I decided to address both problems using the few photos that I could locate of the vessel.  I heated the casting slightly and then induced a very slight even curvature fore and aft. I added shims of styrene sheet forward and aft and then flat-sanded the whole lower hull until I was happier with the look of the hull. The sprayrail was carved off and replaced with another of stretched sprue. In retrospect I should have added this rail at a later stage of the build, both to maintain its shape as it very vulnerable to handling, as well as to preserve the crispness under coats of paint.

I used the Russian publication Morskaya Kollektsia 5/2000 'Vnimatelny' and others, which has some photos within , as well as a side elevation general arrangement drawing , which appeared to contradict my new sheerline to the extent that I proceeded to re-bend into a flatter profile the aft section of the hull. Construction was both rapid as well as easy, many tiny details were added such as gratings, anchors, fairleads, sounding platform and coal scuttles on the deck.
 The conning tower received portholes as well as a binnacle and photo-etch steering wheel from WEM, complete with helmsman. The funnels were drilled out and steam pipes added, the aft steering position again was furnished with a binnacle and wheel . 
The railings are GMM Superfine gold plus colored with an indelible pen, the stanchions are picked out and the whole rail is given a light drybrush from above only in an attempt to preserve the delicate appearance. The few photos I found showed the vessel to kept in near pristine condition in her white livery hence little or no weathering was carried out.
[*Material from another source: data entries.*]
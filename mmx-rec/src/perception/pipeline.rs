//! Perception loop
//!
//! The single producer task: pulls frames from the classification source,
//! feeds every Nth one to the stabilizer, and publishes the stable emotion to
//! the shared store whenever it differs from what readers currently see.
//!
//! Runs on a blocking thread (`spawn_blocking`) because sources block on frame
//! capture. Readers are never waited on: the store write is a single short
//! critical section.

use super::source::ClassificationSource;
use super::stabilizer::Stabilizer;
use super::store::{StableSignal, StableSignalStore};
use mmx_common::config::StabilizerConfig;
use mmx_common::{Emotion, RawObservation};
use std::sync::Arc;
use std::time::Duration;
use tokio_util::sync::CancellationToken;
use tracing::info;

/// Counters reported when the loop stops
#[derive(Debug, Default, Clone, Copy, PartialEq, Eq)]
pub struct LoopStats {
    /// Frames pulled from the source
    pub frames: u64,
    /// Frames fed to the stabilizer
    pub processed: u64,
    /// Store writes
    pub published: u64,
}

pub struct PerceptionLoop<S> {
    source: S,
    stabilizer: Stabilizer,
    store: Arc<StableSignalStore>,
    frame_stride: u64,
    frame_interval: Duration,
    stats: LoopStats,
}

impl<S: ClassificationSource> PerceptionLoop<S> {
    pub fn new(source: S, stabilizer: Stabilizer, store: Arc<StableSignalStore>) -> Self {
        Self {
            source,
            stabilizer,
            store,
            frame_stride: 1,
            frame_interval: Duration::ZERO,
            stats: LoopStats::default(),
        }
    }

    /// Apply frame stride and pacing from configuration
    pub fn with_config(self, config: &StabilizerConfig) -> Self {
        self.frame_stride(config.frame_stride)
            .frame_interval(Duration::from_millis(config.frame_interval_ms))
    }

    /// Feed only every `stride`th frame to the stabilizer
    pub fn frame_stride(mut self, stride: u32) -> Self {
        self.frame_stride = u64::from(stride.max(1));
        self
    }

    /// Sleep between frames (zero when the source paces itself)
    pub fn frame_interval(mut self, interval: Duration) -> Self {
        self.frame_interval = interval;
        self
    }

    /// Pull one frame; returns the stable emotion if the frame was processed
    pub fn tick(&mut self) -> Option<Emotion> {
        self.stats.frames += 1;
        let observation = self.source.observe();
        if self.stats.frames % self.frame_stride != 0 {
            return None;
        }
        Some(self.process(observation))
    }

    fn process(&mut self, observation: Option<RawObservation>) -> Emotion {
        self.stats.processed += 1;
        let observation = observation.unwrap_or_else(RawObservation::no_signal);
        let stable = self.stabilizer.record(observation);

        if self.store.get() != StableSignal::Emotion(stable) {
            self.store.set(stable);
            self.stats.published += 1;
            info!(
                emotion = stable.display_name(),
                confidence = observation.confidence,
                "Updated emotion"
            );
        }
        stable
    }

    /// Run until cancelled
    pub fn run(mut self, cancel: CancellationToken) -> LoopStats {
        info!(
            frame_stride = self.frame_stride,
            frame_interval_ms = self.frame_interval.as_millis() as u64,
            "Perception loop started"
        );

        while !cancel.is_cancelled() {
            self.tick();
            if !self.frame_interval.is_zero() {
                std::thread::sleep(self.frame_interval);
            }
        }

        info!(
            frames = self.stats.frames,
            processed = self.stats.processed,
            published = self.stats.published,
            "Perception loop stopped"
        );
        self.stats
    }

    pub fn stats(&self) -> LoopStats {
        self.stats
    }

    pub fn stabilizer(&self) -> &Stabilizer {
        &self.stabilizer
    }
}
I wanted to portray the ship at speed, the model's bow-wave was actually tissue paper soaked in CA and then drybrushed, this gives a pleasing slight translucence with a spray effect. Masts are metal and all rigging is of stretched sprue. 
The Russian navy ensign is my usual blue ball-point cross on copy paper. The vessel carries an on-deck complement of 1:700 white-uniformed photo-etch sailors from GMM. She made an interesting departure from the norm and was a speedy project to complete between my more involved battleship construction.